• _REQUIRED WORK_
Starting with the first line, transcribe the material exactly through to the last.

• _EXERCISE DATA_
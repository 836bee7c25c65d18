//! Curated bidirectional table of formal first names and their common
//! nicknames/diminutives.

use fxhash::FxHashMap;
use once_cell::sync::Lazy;

/// Formal name followed by its diminutives. Lookup works in both
/// directions and across siblings ("bob" <-> "rob" via "robert").
const NAME_FAMILIES: &[&[&str]] = &[
    &["michael", "mike", "mikey", "mick"],
    &["william", "will", "bill", "billy", "liam"],
    &["robert", "rob", "bob", "bobby", "bert"],
    &["richard", "rick", "ricky", "rich", "dick"],
    &["james", "jim", "jimmy", "jamie"],
    &["john", "jack", "johnny", "jon"],
    &["jonathan", "jon", "jonny", "nathan"],
    &["charles", "charlie", "chuck", "chas"],
    &["christopher", "chris", "topher", "kit"],
    &["daniel", "dan", "danny"],
    &["matthew", "matt", "matty"],
    &["nicholas", "nick", "nicky", "cole"],
    &["anthony", "tony", "ant"],
    &["alexander", "alex", "xander", "sasha", "lex"],
    &["andrew", "andy", "drew"],
    &["benjamin", "ben", "benny", "benji"],
    &["samuel", "sam", "sammy"],
    &["joseph", "joe", "joey"],
    &["thomas", "tom", "tommy"],
    &["edward", "ed", "eddie", "ted", "ned"],
    &["david", "dave", "davey"],
    &["steven", "steve", "stevie"],
    &["stephen", "steve", "stevie"],
    &["zachary", "zach", "zack"],
    &["timothy", "tim", "timmy"],
    &["gregory", "greg"],
    &["jeffrey", "jeff"],
    &["joshua", "josh"],
    &["jacob", "jake"],
    &["nathaniel", "nate", "nathan"],
    &["raymond", "ray"],
    &["lawrence", "larry"],
    &["ronald", "ron", "ronnie"],
    &["kenneth", "ken", "kenny"],
    &["donald", "don", "donny"],
    &["frederick", "fred", "freddie"],
    &["theodore", "theo", "ted", "teddy"],
    &["francis", "frank", "frankie"],
    &["gerald", "jerry"],
    &["douglas", "doug"],
    &["vincent", "vince", "vinny"],
    &["leonard", "leo", "lenny"],
    &["martin", "marty"],
    &["arthur", "art", "artie"],
    &["albert", "al", "bert"],
    &["eugene", "gene"],
    &["harold", "harry", "hal"],
    &["henry", "hank", "harry"],
    &["walter", "walt", "wally"],
    &["russell", "russ", "rusty"],
    &["randall", "randy"],
    &["bradley", "brad"],
    &["philip", "phil"],
    &["peter", "pete"],
    &["patrick", "pat", "paddy"],
    &["gabriel", "gabe"],
    &["elizabeth", "liz", "beth", "eliza", "lizzie", "betty", "libby"],
    &["katherine", "kate", "katie", "kathy", "kat"],
    &["catherine", "cat", "cathy", "kate"],
    &["jennifer", "jen", "jenny"],
    &["jessica", "jess", "jessie"],
    &["samantha", "sam", "sammy"],
    &["rebecca", "becca", "becky"],
    &["stephanie", "steph"],
    &["margaret", "maggie", "meg", "peggy", "marge"],
    &["patricia", "pat", "patty", "trish", "tricia"],
    &["victoria", "vicky", "tori"],
    &["abigail", "abby", "gail"],
    &["gabrielle", "gabby", "brielle"],
    &["amanda", "mandy"],
    &["susan", "sue", "susie"],
    &["deborah", "deb", "debbie"],
    &["barbara", "barb", "babs"],
    &["kimberly", "kim"],
    &["michelle", "shelly"],
    &["christina", "chris", "christy", "tina"],
    &["christine", "chris", "chrissy", "tina"],
    &["cynthia", "cindy"],
    &["pamela", "pam"],
    &["sandra", "sandy"],
    &["dorothy", "dot", "dottie"],
    &["virginia", "ginny"],
    &["eleanor", "ellie", "nora"],
    &["isabella", "izzy", "bella"],
    &["olivia", "liv", "livvy"],
    &["sophia", "sophie"],
    &["charlotte", "charlie", "lottie"],
    &["penelope", "penny"],
    &["veronica", "ronnie"],
    &["angela", "angie"],
    &["angelica", "angie"],
    &["melissa", "mel", "missy"],
    &["melanie", "mel"],
    &["vanessa", "nessa"],
    &["cassandra", "cass", "cassie"],
    &["alexandra", "alex", "lexi", "sandra"],
    &["danielle", "dani"],
    &["natalie", "nat"],
    &["natasha", "nat", "tasha"],
    &["valentina", "val", "tina"],
    &["valerie", "val"],
];

static VARIANTS: Lazy<FxHashMap<&'static str, Vec<&'static str>>> = Lazy::new(|| {
    let mut map: FxHashMap<&'static str, Vec<&'static str>> = FxHashMap::default();
    for family in NAME_FAMILIES {
        for &name in *family {
            let entry = map.entry(name).or_default();
            for &other in *family {
                if other != name && !entry.contains(&other) {
                    entry.push(other);
                }
            }
        }
    }
    map
});

/// All known variants of `name` (nicknames of a formal name, formal names
/// of a nickname, and sibling nicknames). Empty when the name is unknown.
pub fn variants(name: &str) -> &'static [&'static str] {
    VARIANTS
        .get(name.to_ascii_lowercase().as_str())
        .map(Vec::as_slice)
        .unwrap_or(&[])
}

/// True when the two first names are the same or related through the table.
pub fn are_variants(a: &str, b: &str) -> bool {
    let a = a.to_ascii_lowercase();
    let b = b.to_ascii_lowercase();
    if a == b {
        return true;
    }
    variants(&a).contains(&b.as_str())
}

• _SOLVED EXERCISE_
repository 836bee7c25c65d18
//! Curated bidirectional table of formal first names and their common
//! nicknames/diminutives.

use fxhash::FxHashMap;
use once_cell::sync::Lazy;

/// Formal name followed by its diminutives. Lookup works in both
/// directions and across siblings ("bob" <-> "rob" via "robert").
const NAME_FAMILIES: &[&[&str]] = &[
    &["michael", "mike", "mikey", "mick"],
    &["william", "will", "bill", "billy", "liam"],
    &["robert", "rob", "bob", "bobby", "bert"],
    &["richard", "rick", "ricky", "rich", "dick"],
    &["james", "jim", "jimmy", "jamie"],
    &["john", "jack", "johnny", "jon"],
    &["jonathan", "jon", "jonny", "nathan"],
    &["charles", "charlie", "chuck", "chas"],
    &["christopher", "chris", "topher", "kit"],
    &["daniel", "dan", "danny"],
    &["matthew", "matt", "matty"],
    &["nicholas", "nick", "nicky", "cole"],
    &["anthony", "tony", "ant"],
    &["alexander", "alex", "xander", "sasha", "lex"],
    &["andrew", "andy", "drew"],
    &["benjamin", "ben", "benny", "benji"],
    &["samuel", "sam", "sammy"],
    &["joseph", "joe", "joey"],
    &["thomas", "tom", "tommy"],
    &["edward", "ed", "eddie", "ted", "ned"],
    &["david", "dave", "davey"],
    &["steven", "steve", "stevie"],
    &["stephen", "steve", "stevie"],
    &["zachary", "zach", "zack"],
    &["timothy", "tim", "timmy"],
    &["gregory", "greg"],
    &["jeffrey", "jeff"],
    &["joshua", "josh"],
    &["jacob", "jake"],
    &["nathaniel", "nate", "nathan"],
    &["raymond", "ray"],
    &["lawrence", "larry"],
    &["ronald", "ron", "ronnie"],
    &["kenneth", "ken", "kenny"],
    &["donald", "don", "donny"],
    &["frederick", "fred", "freddie"],
    &["theodore", "theo", "ted", "teddy"],
    &["francis", "frank", "frankie"],
    &["gerald", "jerry"],
    &["douglas", "doug"],
    &["vincent", "vince", "vinny"],
    &["leonard", "leo", "lenny"],
    &["martin", "marty"],
    &["arthur", "art", "artie"],
    &["albert", "al", "bert"],
    &["eugene", "gene"],
    &["harold", "harry", "hal"],
    &["henry", "hank", "harry"],
    &["walter", "walt", "wally"],
    &["russell", "russ", "rusty"],
    &["randall", "randy"],
    &["bradley", "brad"],
    &["philip", "phil"],
    &["peter", "pete"],
    &["patrick", "pat", "paddy"],
    &["gabriel", "gabe"],
    &["elizabeth", "liz", "beth", "eliza", "lizzie", "betty", "libby"],
    &["katherine", "kate", "katie", "kathy", "kat"],
    &["catherine", "cat", "cathy", "kate"],
    &["jennifer", "jen", "jenny"],
    &["jessica", "jess", "jessie"],
    &["samantha", "sam", "sammy"],
    &["rebecca", "becca", "becky"],
    &["stephanie", "steph"],
    &["margaret", "maggie", "meg", "peggy", "marge"],
    &["patricia", "pat", "patty", "trish", "tricia"],
    &["victoria", "vicky", "tori"],
    &["abigail", "abby", "gail"],
    &["gabrielle", "gabby", "brielle"],
    &["amanda", "mandy"],
    &["susan", "sue", "susie"],
    &["deborah", "deb", "debbie"],
    &["barbara", "barb", "babs"],
    &["kimberly", "kim"],
    &["michelle", "shelly"],
    &["christina", "chris", "christy", "tina"],
    &["christine", "chris", "chrissy", "tina"],
    &["cynthia", "cindy"],
    &["pamela", "pam"],
    &["sandra", "sandy"],
    &["dorothy", "dot", "dottie"],
    &["virginia", "ginny"],
    &["eleanor", "ellie", "nora"],
    &["isabella", "izzy", "bella"],
    &["olivia", "liv", "livvy"],
    &["sophia", "sophie"],
    &["charlotte", "charlie", "lottie"],
    &["penelope", "penny"],
    &["veronica", "ronnie"],
    &["angela", "angie"],
    &["angelica", "angie"],
    &["melissa", "mel", "missy"],
    &["melanie", "mel"],
    &["vanessa", "nessa"],
    &["cassandra", "cass", "cassie"],
    &["alexandra", "alex", "lexi", "sandra"],
    &["danielle", "dani"],
    &["natalie", "nat"],
    &["natasha", "nat", "tasha"],
    &["valentina", "val", "tina"],
    &["valerie", "val"],
];

static VARIANTS: Lazy<FxHashMap<&'static str, Vec<&'static str>>> = Lazy::new(|| {
    let mut map: FxHashMap<&'static str, Vec<&'static str>> = FxHashMap::default();
    for family in NAME_FAMILIES {
        for &name in *family {
            let entry = map.entry(name).or_default();
            for &other in *family {
                if other != name && !entry.contains(&other) {
                    entry.push(other);
                }
            }
        }
    }
    map
});

/// All known variants of `name` (nicknames of a formal name, formal names
/// of a nickname, and sibling nicknames). Empty when the name is unknown.
pub fn variants(name: &str) -> &'static [&'static str] {
    VARIANTS
        .get(name.to_ascii_lowercase().as_str())
        .map(Vec::as_slice)
        .unwrap_or(&[])
}

/// True when the two first names are the same or related through the table.
pub fn are_variants(a: &str, b: &str) -> bool {
    let a = a.to_ascii_lowercase();
    let b = b.to_ascii_lowercase();
    if a == b {
        return true;
    }
    variants(&a).contains(&b.as_str())
}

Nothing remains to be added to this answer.